There’s only one person who disputes that the Miss America Organization made an egregious error when it snubbed Miss Brooklyn Leigh-Taylor Smith: Leigh-Taylor Smith.

Showing the grace and style that she has shown throughout the grueling death march that is our nation’s premiere beauty pageant, Smith told The Brooklyn Paper on Tuesday that she did not feel snubbed, betrayed, abused, let down or otherwise dismissed by the panel of judges that made Miss Indiana, Katie Stam, this year’s Miss America.

“No, the fix was not in,” Smith told me by phone when this columnist suggested that the fix was, um, in. “I was right up there with the others, in the final five, because it was a fair process.”

Readers of this column have long known that I have little respect for the Miss America Organization.

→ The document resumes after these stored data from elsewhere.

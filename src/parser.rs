//! CSV parser for per-resource tower readings.
//!
//! Each resource is a CSV file whose first row is a header (skipped, never
//! validated) followed by `farm_id,tower_id,rssi` rows.

use csv::ReaderBuilder;
use tracing::{debug, warn};

use crate::error::ParseError;
use crate::fetch::{HttpClient, fetch_bytes};
use crate::stats::{ResourceLocator, TowerMap};

const FIELDS_PER_ROW: usize = 3;

/// What to do with a data row that does not have exactly three fields.
#[derive(Debug, Clone, Copy, Default, PartialEq, Eq)]
pub enum MalformedRowPolicy {
    /// Fail the whole resource on the first malformed row. Rows already
    /// accumulated for that resource are dropped with it.
    #[default]
    DiscardResource,
    /// Ignore the row and keep parsing.
    SkipRow,
}

/// What to do with a signal reading that is not a valid float.
#[derive(Debug, Clone, Copy, Default, PartialEq, Eq)]
pub enum InvalidReadingPolicy {
    /// Count the sample with a reading of `0.0`.
    #[default]
    TreatAsZero,
    /// Fail the resource with [`ParseError::InvalidReading`].
    Reject,
}

#[derive(Debug, Clone, Copy, Default, PartialEq, Eq)]
pub struct ParseOptions {
    pub malformed_rows: MalformedRowPolicy,
    pub invalid_readings: InvalidReadingPolicy,
}

/// Fetches one resource and accumulates the readings of `farm_id`.
///
/// # Errors
///
/// Returns [`ParseError::Fetch`] if the resource cannot be retrieved, or any
/// error from [`parse_records`]. No partial mapping is returned on error.
#[tracing::instrument(skip(client, locator, options), fields(locator = %locator))]
pub async fn parse_resource<C: HttpClient>(
    client: &C,
    locator: &ResourceLocator,
    farm_id: &str,
    options: &ParseOptions,
) -> Result<TowerMap, ParseError> {
    let body = fetch_bytes(client, locator.as_str()).await?;
    parse_records(&body, farm_id, options)
}

/// Parses a CSV body and accumulates per-tower stats for rows of `farm_id`.
///
/// Farm ids are compared byte for byte, and only rows of `farm_id` have
/// their other fields decoded. The result may be empty if no row matches.
///
/// # Errors
///
/// - [`ParseError::MalformedRow`] for a row without three fields, under
///   [`MalformedRowPolicy::DiscardResource`].
/// - [`ParseError::InvalidReading`] for an unparseable reading of a matching
///   row, under [`InvalidReadingPolicy::Reject`].
/// - [`ParseError::InvalidText`] if a matching row's tower id is not UTF-8.
/// - [`ParseError::Csv`] if the reader fails.
pub fn parse_records(
    body: &[u8],
    farm_id: &str,
    options: &ParseOptions,
) -> Result<TowerMap, ParseError> {
    let mut reader = ReaderBuilder::new()
        .has_headers(false)
        .flexible(true)
        .from_reader(body);

    let mut towers = TowerMap::new();
    let mut matched = 0usize;

    for (index, result) in reader.byte_records().enumerate() {
        if index == 0 {
            continue;
        }

        let record = result?;
        let line = record
            .position()
            .map_or(index as u64 + 1, |position| position.line());

        if record.len() != FIELDS_PER_ROW {
            match options.malformed_rows {
                MalformedRowPolicy::DiscardResource => {
                    return Err(ParseError::MalformedRow {
                        line,
                        fields: record.len(),
                    });
                }
                MalformedRowPolicy::SkipRow => {
                    warn!(line, fields = record.len(), "Skipping malformed row");
                    continue;
                }
            }
        }

        // Rows of other farms are never decoded.
        if &record[0] != farm_id.as_bytes() {
            continue;
        }

        let tower_id = std::str::from_utf8(&record[1])
            .map_err(|_| ParseError::InvalidText { line, field: 2 })?;
        let reading = parse_reading(&record[2], line, options.invalid_readings)?;
        towers
            .entry(tower_id.to_string())
            .or_default()
            .add_reading(reading);
        matched += 1;
    }

    debug!(matched, towers = towers.len(), "Resource parsed");
    Ok(towers)
}

fn parse_reading(raw: &[u8], line: u64, policy: InvalidReadingPolicy) -> Result<f64, ParseError> {
    let parsed = std::str::from_utf8(raw)
        .ok()
        .and_then(|text| text.parse::<f64>().ok());

    match (parsed, policy) {
        (Some(value), _) => Ok(value),
        (None, InvalidReadingPolicy::TreatAsZero) => {
            debug!(line, value = %String::from_utf8_lossy(raw), "Unparseable reading counted as 0.0");
            Ok(0.0)
        }
        (None, InvalidReadingPolicy::Reject) => Err(ParseError::InvalidReading {
            line,
            value: String::from_utf8_lossy(raw).into_owned(),
        }),
    }
}

#[cfg(test)]
mod tests {
    use super::*;
    use crate::stats::TowerStats;

    fn parse(body: &str, farm_id: &str) -> Result<TowerMap, ParseError> {
        parse_records(body.as_bytes(), farm_id, &ParseOptions::default())
    }

    #[test]
    fn test_parse_filters_by_farm() {
        let body = "farm,tower,rssi\nF1,T1,10.0\nF1,T1,20.0\nF2,T2,5.0\n";
        let towers = parse(body, "F1").unwrap();

        assert_eq!(towers.len(), 1);
        assert_eq!(
            towers["T1"],
            TowerStats {
                sum_signal: 30.0,
                sample_count: 2
            }
        );
        assert_eq!(towers["T1"].average(), Some(15.0));
    }

    #[test]
    fn test_parse_header_only_is_empty() {
        let towers = parse("farm,tower,rssi\n", "F1").unwrap();
        assert!(towers.is_empty());
    }

    #[test]
    fn test_parse_empty_body_is_empty() {
        let towers = parse("", "F1").unwrap();
        assert!(towers.is_empty());
    }

    #[test]
    fn test_header_is_never_validated() {
        // The first row is dropped even if it looks like data or is malformed.
        let body = "F1,T9\nF1,T1,-60\n";
        let towers = parse(body, "F1").unwrap();

        assert_eq!(towers.len(), 1);
        assert!(towers.contains_key("T1"));
    }

    #[test]
    fn test_short_row_fails_resource() {
        let body = "farm,tower,rssi\nF1,T1,10.0\nF1,T1\nF1,T2,30.0\n";
        let err = parse(body, "F1").unwrap_err();

        match err {
            ParseError::MalformedRow { line, fields } => {
                assert_eq!(line, 3);
                assert_eq!(fields, 2);
            }
            other => panic!("expected MalformedRow, got {other:?}"),
        }
    }

    #[test]
    fn test_long_row_fails_resource_even_for_other_farm() {
        let body = "farm,tower,rssi\nF2,T1,10.0,extra\n";
        assert!(matches!(
            parse(body, "F1"),
            Err(ParseError::MalformedRow { fields: 4, .. })
        ));
    }

    #[test]
    fn test_skip_row_policy_keeps_other_rows() {
        let body = "farm,tower,rssi\nF1,T1,10.0\nF1,T1\nF1,T1,30.0\n";
        let options = ParseOptions {
            malformed_rows: MalformedRowPolicy::SkipRow,
            ..Default::default()
        };
        let towers = parse_records(body.as_bytes(), "F1", &options).unwrap();

        assert_eq!(towers["T1"].sample_count, 2);
        assert_eq!(towers["T1"].average(), Some(20.0));
    }

    #[test]
    fn test_invalid_reading_counts_as_zero() {
        let body = "farm,tower,rssi\nF1,T1,abc\nF1,T1,10.0\n";
        let towers = parse(body, "F1").unwrap();

        assert_eq!(towers["T1"].sample_count, 2);
        assert_eq!(towers["T1"].average(), Some(5.0));
    }

    #[test]
    fn test_invalid_reading_rejected_under_strict_policy() {
        let body = "farm,tower,rssi\nF1,T1,10.0\nF1,T1,abc\n";
        let options = ParseOptions {
            invalid_readings: InvalidReadingPolicy::Reject,
            ..Default::default()
        };
        let err = parse_records(body.as_bytes(), "F1", &options).unwrap_err();

        match err {
            ParseError::InvalidReading { line, value } => {
                assert_eq!(line, 3);
                assert_eq!(value, "abc");
            }
            other => panic!("expected InvalidReading, got {other:?}"),
        }
    }

    #[test]
    fn test_invalid_reading_of_other_farm_is_ignored() {
        let body = "farm,tower,rssi\nF2,T1,abc\nF1,T1,-70\n";
        let options = ParseOptions {
            invalid_readings: InvalidReadingPolicy::Reject,
            ..Default::default()
        };
        let towers = parse_records(body.as_bytes(), "F1", &options).unwrap();

        assert_eq!(towers["T1"].average(), Some(-70.0));
    }

    #[test]
    fn test_farm_id_match_is_exact() {
        let body = "farm,tower,rssi\n F1,T1,10.0\nf1,T2,10.0\n";
        assert!(parse(body, "F1").unwrap().is_empty());
    }

    #[test]
    fn test_blank_lines_are_not_malformed() {
        let body = "farm,tower,rssi\n\nF1,T1,10.0\n\n";
        let towers = parse(body, "F1").unwrap();

        assert_eq!(towers["T1"].sample_count, 1);
    }

    #[test]
    fn test_non_utf8_row_of_other_farm_is_skipped() {
        let body = b"farm,tower,rssi\nF1,T1,10.0\nF2,Mu\xf1oz,5.0\nF1,T1,20.0\n";
        let towers = parse_records(body, "F1", &ParseOptions::default()).unwrap();

        assert_eq!(towers.len(), 1);
        assert_eq!(
            towers["T1"],
            TowerStats {
                sum_signal: 30.0,
                sample_count: 2
            }
        );
    }

    #[test]
    fn test_non_utf8_tower_id_of_matching_row_fails_resource() {
        let body = b"farm,tower,rssi\nF1,T1,10.0\nF1,\xff\xfe,10.0\n";
        let result = parse_records(body, "F1", &ParseOptions::default());

        assert!(matches!(
            result,
            Err(ParseError::InvalidText { line: 3, field: 2 })
        ));
    }

    #[test]
    fn test_non_utf8_reading_follows_reading_policy() {
        let body = b"farm,tower,rssi\nF1,T1,\xff\nF1,T1,10.0\n";
        let towers = parse_records(body, "F1", &ParseOptions::default()).unwrap();
        assert_eq!(towers["T1"].average(), Some(5.0));

        let options = ParseOptions {
            invalid_readings: InvalidReadingPolicy::Reject,
            ..Default::default()
        };
        assert!(matches!(
            parse_records(body, "F1", &options),
            Err(ParseError::InvalidReading { line: 2, .. })
        ));
    }
}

It’s now been 25 years since Vanessa Williams became the last Miss New York to win it all. Since then, it’s been an endless procession of airy blondes with middle-aged-lady hairstyles, a talent for baton-twirling and vaguely Southern accents who have hijacked the notion of American beauty.

This was our year! We had Leigh-Taylor Smith. She’s got talent! She’s got brains! She prays at the Brooklyn Tabernacle in Downtown. And no one pulls off a bikini like she does (I’m speaking figuratively, alas)!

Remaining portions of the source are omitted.